Authors of a 2017 study analyzing spending by police departments against police-involved fatalities wrote: “Even controlling for other possible factors in police violence (such as household income, overall and black population, violent-crime levels and drug use), more-militarized law enforcement agencies were associated with more civilians killed each year by police. When a county goes from receiving no military equipment to $2,539,767 worth (the largest figure that went to one agency in our data), more than twice as many civilians are likely to die in that county the following year.”

Allocations to the state and local police have continuously soared to total over $100 billion dollars annually, and absorb an overwhelming share of local funds. We need to cut this senseless spending on policing that is far from a guarantee of safety for Black people and turn our attention immediately toward models that are best equipped to meet our community needs. That means:

  • Challenging the traditional notion of public safety being centered on law enforcement and instead directly meeting the needs of those in our community with more specialized, acute services and professionals trained to specifically administer care and treatment
  • Calling on local and state officials to stop accepting excess military equipment, including weapons and vehicles, from the Department of Defense 1033 program, and demand that Congress finally end the program.
  • Sending a message to your Alabama Mayor and demanding that they reign in police power and allow protests to continue without the intervention of police and use of excessive force
  • Urging local officials to immediately remove police from schools and replace them with social workers, counselors, and nurses
  • Prohibiting police from enforcing a range of non-serious offenses and eliminating many of the unnecessary interactions between the police and community members that have led to so much violence and so many deaths

There are also a range of resources and platforms we’re sharing at the end of this blog that have been crafted by activists who have persisted through decades of underinvestment in everything except police, racist policies, and their related punitive programs, all of which drive the mass incarceration crisis. Looking to their leadership at this moment will be important for our organization as we seek solutions that ultimately protect our Black lives, not further harm them, and work toward a bold new vision of community safety.

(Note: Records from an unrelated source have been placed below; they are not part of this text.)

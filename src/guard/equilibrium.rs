//! Anti-equilibrium gate.
//!
//! An attacker can sit just under the hard-block line and absorb soft blocks
//! indefinitely. Repeated soft blocks on one account within a window are
//! therefore escalated to a hard block.

use std::sync::Arc;

use async_trait::async_trait;
use serde::{Deserialize, Serialize};

use crate::error::StoreResult;
use crate::store::CorrelationStore;

/// Soft-block counting keyed by a derived account key, never a raw id.
#[async_trait]
pub trait AntiEquilibriumGate: Send + Sync {
    async fn record_soft_block(&self, account_key: &str) -> StoreResult<()>;

    async fn should_escalate(&self, account_key: &str) -> StoreResult<bool>;
}

#[derive(Debug, Clone, PartialEq, Eq, Serialize, Deserialize)]
pub struct EquilibriumConfig {
    #[serde(default = "default_window")]
    pub window_secs: u64,
    /// Soft blocks within the window that trigger escalation
    #[serde(default = "default_soft_block_limit")]
    pub soft_block_limit: i64,
}

fn default_window() -> u64 {
    3600
}

fn default_soft_block_limit() -> i64 {
    3
}

impl Default for EquilibriumConfig {
    fn default() -> Self {
        Self {
            window_secs: default_window(),
            soft_block_limit: default_soft_block_limit(),
        }
    }
}

/// Gate counting soft blocks in correlation-store watch flags.
pub struct CorrelationEquilibriumGate {
    correlation: Arc<dyn CorrelationStore>,
    config: EquilibriumConfig,
}

impl CorrelationEquilibriumGate {
    pub fn new(correlation: Arc<dyn CorrelationStore>, config: EquilibriumConfig) -> Self {
        Self {
            correlation,
            config,
        }
    }

    fn flag_key(account_key: &str) -> String {
        format!("equilibrium:{}", account_key)
    }
}

#[async_trait]
impl AntiEquilibriumGate for CorrelationEquilibriumGate {
    async fn record_soft_block(&self, account_key: &str) -> StoreResult<()> {
        self.correlation
            .increment_watch_flag(&Self::flag_key(account_key), self.config.window_secs)
            .await?;
        Ok(())
    }

    async fn should_escalate(&self, account_key: &str) -> StoreResult<bool> {
        let soft_blocks = self
            .correlation
            .get_watch_flag(&Self::flag_key(account_key))
            .await?;
        Ok(soft_blocks >= self.config.soft_block_limit)
    }
}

We won’t be distracted by the commitments to platforms such as “8 Can’t Wait” that include tried and failed policies and do little to address the systemic impacts of policing on Black communities. We are committed to significantly reducing the role, responsibilities, and presence of police in the everyday lives of communities that have historically been and continue to be heavily policed and surveilled. For George Floyd, Breonna Taylor, Tony McDade, and the countless names that we may never know, we ask that you join us.